▶ _Task requirements_: Scan the data. Collect each line that contains the word "None".

(Source records)
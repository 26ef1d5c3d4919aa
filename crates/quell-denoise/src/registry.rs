//! Denoiser registry and factory.
//!
//! Maps [`DenoiserKind`] tags to constructors plus capability predicates,
//! so callers can instantiate by tag or ask for the best algorithm the
//! current configuration supports. The process-wide instance is populated
//! with the built-ins on first touch and is immutable afterwards; tests
//! build private registries instead of resetting the global one.

use std::collections::BTreeMap;

use once_cell::sync::Lazy;
use serde::{Deserialize, Serialize};

use crate::denoiser::neural::{NeuralConfig, NeuralEngine};
use crate::denoiser::spectral::{SpectralConfig, SpectralEngine};
use crate::denoiser::{DenoiseEngine, Denoiser, DenoiserKind};
use crate::error::DenoiseError;

/// Selection order used by [`Registry::best_available`] when the caller
/// has no preference.
pub const DEFAULT_PRIORITY: [DenoiserKind; 2] = [DenoiserKind::Neural, DenoiserKind::Spectral];

/// Factory configuration covering both denoiser kinds.
///
/// Callers override individual fields with struct-update syntax
/// (`..DenoiserConfig::default()`); passing `None` to
/// [`Registry::create`] uses the entry's registered defaults.
#[derive(Debug, Clone, Default, Serialize, Deserialize)]
pub struct DenoiserConfig {
    /// Attached to log records emitted by the instance.
    pub session_id: Option<String>,
    /// Enables per-frame VAD trace logging.
    pub debug: bool,
    pub spectral: SpectralConfig,
    pub neural: NeuralConfig,
}

pub type ConstructorFn = fn(&DenoiserConfig) -> Box<dyn DenoiseEngine>;
pub type CapabilityFn = fn(&DenoiserConfig) -> bool;

pub struct RegistryEntry {
    pub kind: DenoiserKind,
    pub constructor: ConstructorFn,
    pub supported: CapabilityFn,
    pub default_config: DenoiserConfig,
}

#[derive(Default)]
pub struct Registry {
    entries: BTreeMap<DenoiserKind, RegistryEntry>,
}

impl Registry {
    /// Empty registry, for tests and embedders with custom entries.
    pub fn new() -> Self {
        Self::default()
    }

    /// Registry populated with the built-in spectral and neural entries.
    pub fn with_builtins() -> Self {
        let mut registry = Self::new();
        registry.register(RegistryEntry {
            kind: DenoiserKind::Spectral,
            constructor: spectral_constructor,
            supported: spectral_supported,
            default_config: DenoiserConfig::default(),
        });
        registry.register(RegistryEntry {
            kind: DenoiserKind::Neural,
            constructor: neural_constructor,
            supported: neural_supported,
            default_config: DenoiserConfig::default(),
        });
        registry
    }

    /// Add or replace an entry. Replacing logs a warning.
    pub fn register(&mut self, entry: RegistryEntry) {
        let kind = entry.kind;
        if self.entries.insert(kind, entry).is_some() {
            tracing::warn!(kind = %kind, "overwriting existing denoiser registration");
        }
    }

    /// Instantiate a denoiser by tag. `None` config uses the entry's
    /// registered defaults.
    pub fn create(
        &self,
        kind: DenoiserKind,
        config: Option<&DenoiserConfig>,
    ) -> Result<Denoiser, DenoiseError> {
        let entry = self
            .entries
            .get(&kind)
            .ok_or(DenoiseError::UnknownKind(kind))?;
        let config = config.unwrap_or(&entry.default_config);
        if !(entry.supported)(config) {
            return Err(DenoiseError::Unsupported(kind));
        }
        let mut denoiser =
            Denoiser::new((entry.constructor)(config)).with_session_id(config.session_id.clone());
        if config.debug {
            denoiser.set_vad_logging(true);
        }
        Ok(denoiser)
    }

    pub fn is_supported(&self, kind: DenoiserKind) -> bool {
        self.entries
            .get(&kind)
            .is_some_and(|entry| (entry.supported)(&entry.default_config))
    }

    pub fn supported_kinds(&self) -> Vec<DenoiserKind> {
        self.entries
            .keys()
            .copied()
            .filter(|&kind| self.is_supported(kind))
            .collect()
    }

    /// First supported kind from `priority` (default
    /// [`DEFAULT_PRIORITY`]), falling back to any registered-and-supported
    /// entry.
    pub fn best_available(&self, priority: Option<&[DenoiserKind]>) -> Option<DenoiserKind> {
        let priority = priority.unwrap_or(&DEFAULT_PRIORITY);
        priority
            .iter()
            .copied()
            .find(|&kind| self.is_supported(kind))
            .or_else(|| self.entries.keys().copied().find(|&k| self.is_supported(k)))
    }
}

fn spectral_constructor(config: &DenoiserConfig) -> Box<dyn DenoiseEngine> {
    Box::new(SpectralEngine::new(config.spectral))
}

fn neural_constructor(config: &DenoiserConfig) -> Box<dyn DenoiseEngine> {
    Box::new(NeuralEngine::new(config.neural.clone()))
}

/// The spectral kernel is linked into the binary — always available.
fn spectral_supported(_config: &DenoiserConfig) -> bool {
    true
}

/// The neural kernel additionally needs a configured model asset.
fn neural_supported(config: &DenoiserConfig) -> bool {
    config.neural.assets.is_configured() && !config.neural.model_file.is_empty()
}

static GLOBAL: Lazy<Registry> = Lazy::new(Registry::with_builtins);

/// Process-wide registry with the built-ins registered.
pub fn global() -> &'static Registry {
    &GLOBAL
}
use std::fmt;

use thiserror::Error;

use crate::denoiser::DenoiserKind;

/// Which binary artifact a loader was acquiring when it failed.
#[derive(Debug, Clone, Copy, PartialEq, Eq)]
pub enum Artifact {
    SpectralKernel,
    NeuralModel,
}

impl fmt::Display for Artifact {
    fn fmt(&self, f: &mut fmt::Formatter<'_>) -> fmt::Result {
        match self {
            Artifact::SpectralKernel => write!(f, "spectral kernel"),
            Artifact::NeuralModel => write!(f, "neural model"),
        }
    }
}

/// Artifact acquisition failure.
///
/// `Clone` because the single-flight loader fans the same failure out to
/// every concurrent waiter.
#[derive(Debug, Clone, Error)]
pub enum LoadError {
    #[error("fetching {artifact} from {source_desc}: {reason}")]
    Fetch {
        artifact: Artifact,
        source_desc: String,
        reason: String,
    },

    #[error("{artifact} fetch returned HTTP {status}")]
    HttpStatus { artifact: Artifact, status: u16 },

    #[error("re-compressing {artifact}: {reason}")]
    Recompress { artifact: Artifact, reason: String },

    #[error("instantiating {artifact}: {reason}")]
    Kernel { artifact: Artifact, reason: String },

    #[error("{artifact} load was interrupted")]
    Interrupted { artifact: Artifact },
}

#[derive(Debug, Error)]
pub enum DenoiseError {
    #[error("denoiser has not been initialized")]
    NotInitialized,

    #[error("frame size mismatch: expected {expected} samples, got {actual}")]
    FrameSizeMismatch { expected: usize, actual: usize },

    #[error("unsupported input format: {0}")]
    UnsupportedFormat(String),

    #[error("denoiser kind {0} is not registered")]
    UnknownKind(DenoiserKind),

    #[error("denoiser kind {0} is not supported in this environment")]
    Unsupported(DenoiserKind),

    #[error("no supported denoiser is registered")]
    NoSupportedDenoiser,

    #[error(transparent)]
    Load(#[from] LoadError),

    #[error("kernel allocation failed: {0}")]
    KernelAllocation(String),

    #[error("denoise kernel failed: {0}")]
    Kernel(String),

    #[error("processing session aborted")]
    Aborted,

    #[error("downstream track closed")]
    DownstreamClosed,
}
#[cfg(test)]
mod tests {
    use super::*;
    use std::sync::atomic::AtomicU32;
    use std::time::Duration;

    /// Stub transport: counts fetches, optionally fails the first N.
    struct StubFetcher {
        payload: Bytes,
        calls: AtomicU32,
        fail_first: u32,
    }

    impl StubFetcher {
        fn new(payload: impl Into<Bytes>) -> Self {
            Self {
                payload: payload.into(),
                calls: AtomicU32::new(0),
                fail_first: 0,
            }
        }

        fn failing_first(payload: impl Into<Bytes>, fail_first: u32) -> Self {
            Self {
                fail_first,
                ..Self::new(payload)
            }
        }

        fn calls(&self) -> u32 {
            self.calls.load(Ordering::SeqCst)
        }
    }

    #[async_trait]
    impl AssetFetcher for StubFetcher {
        async fn fetch(&self, _file_name: &str, artifact: Artifact) -> Result<Bytes, LoadError> {
            let call = self.calls.fetch_add(1, Ordering::SeqCst);
            // let concurrent callers pile up on the in-flight load
            tokio::time::sleep(Duration::from_millis(10)).await;
            if call < self.fail_first {
                return Err(LoadError::Fetch {
                    artifact,
                    source_desc: "stub".into(),
                    reason: "injected failure".into(),
                });
            }
            Ok(self.payload.clone())
        }

        fn describe(&self) -> String {
            "stub".into()
        }
    }

    fn gzipped(payload: &[u8]) -> Vec<u8> {
        let mut enc = GzEncoder::new(Vec::new(), Compression::default());
        enc.write_all(payload).unwrap();
        enc.finish().unwrap()
    }

    #[tokio::test]
    async fn test_concurrent_loads_fetch_once() {
        let fetcher = Arc::new(StubFetcher::new(gzipped(b"model")));
        let loader = Arc::new(NeuralModelLoader::with_fetcher(
            Arc::clone(&fetcher) as Arc<dyn AssetFetcher>,
            DEFAULT_MODEL_FILE,
        ));

        let tasks: Vec<_> = (0..10)
            .map(|_| {
                let loader = Arc::clone(&loader);
                tokio::spawn(async move { loader.load().await })
            })
            .collect();
        for task in tasks {
            assert!(task.await.unwrap().is_ok());
        }

        assert_eq!(fetcher.calls(), 1);
        assert_eq!(loader.fetch_invocations(), 1);
        assert_eq!(loader.status(), LoadStatus::Loaded);
    }

    #[tokio::test]
    async fn test_failed_load_resets_and_retries() {
        let fetcher = Arc::new(StubFetcher::failing_first(gzipped(b"model"), 1));
        let loader = NeuralModelLoader::with_fetcher(
            Arc::clone(&fetcher) as Arc<dyn AssetFetcher>,
            DEFAULT_MODEL_FILE,
        );

        assert!(loader.load().await.is_err());
        assert_eq!(loader.status(), LoadStatus::NotLoaded);
        assert!(loader.last_error().is_some());

        // retry re-invokes the fetch and succeeds
        assert!(loader.load().await.is_ok());
        assert_eq!(fetcher.calls(), 2);
        assert_eq!(loader.status(), LoadStatus::Loaded);
    }

    #[tokio::test]
    async fn test_loaded_result_is_memoized() {
        let fetcher = Arc::new(StubFetcher::new(gzipped(b"model")));
        let loader = NeuralModelLoader::with_fetcher(
            Arc::clone(&fetcher) as Arc<dyn AssetFetcher>,
            DEFAULT_MODEL_FILE,
        );

        loader.load().await.unwrap();
        loader.load().await.unwrap();
        loader.load().await.unwrap();
        assert_eq!(fetcher.calls(), 1);
    }

    #[tokio::test]
    async fn test_reset_drops_cache() {
        let fetcher = Arc::new(StubFetcher::new(gzipped(b"model")));
        let loader = NeuralModelLoader::with_fetcher(
            Arc::clone(&fetcher) as Arc<dyn AssetFetcher>,
            DEFAULT_MODEL_FILE,
        );

        loader.load().await.unwrap();
        assert!(loader.reset());
        assert_eq!(loader.status(), LoadStatus::NotLoaded);
        loader.load().await.unwrap();
        assert_eq!(fetcher.calls(), 2);
    }

    #[tokio::test]
    async fn test_decompressed_payload_is_reframed_as_gzip() {
        // middleware stripped the gzip framing; the cached blob must get it back
        let fetcher = Arc::new(StubFetcher::new(&b"raw onnx bytes"[..]));
        let loader = NeuralModelLoader::with_fetcher(
            Arc::clone(&fetcher) as Arc<dyn AssetFetcher>,
            DEFAULT_MODEL_FILE,
        );

        let blob = loader.load().await.unwrap();
        assert_eq!(&blob[..2], &GZIP_MAGIC);
        assert_eq!(gunzip(&blob).unwrap(), b"raw onnx bytes");
    }

    #[tokio::test]
    async fn test_gzipped_payload_kept_verbatim() {
        let framed = gzipped(b"model");
        let fetcher = Arc::new(StubFetcher::new(framed.clone()));
        let loader = NeuralModelLoader::with_fetcher(
            Arc::clone(&fetcher) as Arc<dyn AssetFetcher>,
            DEFAULT_MODEL_FILE,
        );

        let blob = loader.load().await.unwrap();
        assert_eq!(blob.as_ref(), framed.as_slice());
    }

    #[tokio::test]
    async fn test_dir_fetcher_reads_from_disk() {
        let dir = tempfile::tempdir().unwrap();
        let path = dir.path().join("model.gz");
        std::fs::write(&path, gzipped(b"disk model")).unwrap();

        let source = AssetSource::Dir(dir.path().to_path_buf());
        let loader = NeuralModelLoader::new(&source, "model.gz");
        let blob = loader.load().await.unwrap();
        assert_eq!(gunzip(&blob).unwrap(), b"disk model");
    }

    #[tokio::test]
    async fn test_missing_file_surfaces_fetch_error() {
        let dir = tempfile::tempdir().unwrap();
        let source = AssetSource::Dir(dir.path().to_path_buf());
        let loader = NeuralModelLoader::new(&source, "absent.gz");
        match loader.load().await {
            Err(LoadError::Fetch { artifact, .. }) => {
                assert_eq!(artifact, Artifact::NeuralModel);
            }
            other => panic!("expected fetch error, got {other:?}"),
        }
    }

    #[tokio::test]
    async fn test_spectral_loader_is_single_flight() {
        let loader = SpectralKernelLoader::new(true);
        let flavor = loader.load().await.unwrap();
        assert_eq!(loader.load().await.unwrap(), flavor);
        assert_eq!(loader.status(), LoadStatus::Loaded);
    }

    #[tokio::test]
    async fn test_spectral_prefer_simd_false_forces_portable() {
        let loader = SpectralKernelLoader::new(false);
        assert_eq!(loader.load().await.unwrap(), KernelFlavor::Portable);
    }

    #[test]
    fn test_asset_source_is_configured() {
        assert!(AssetSource::Http("http://localhost/models".into()).is_configured());
        assert!(!AssetSource::Http(String::new()).is_configured());
        assert!(AssetSource::Dir(PathBuf::from("./deepfilternet")).is_configured());
        assert!(!AssetSource::Dir(PathBuf::new()).is_configured());
    }
}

▶ _Result of this task_:
/// (`..DenoiserConfig::default()`); passing `None` to
    /// Instantiate a denoiser by tag. `None` config uses the entry's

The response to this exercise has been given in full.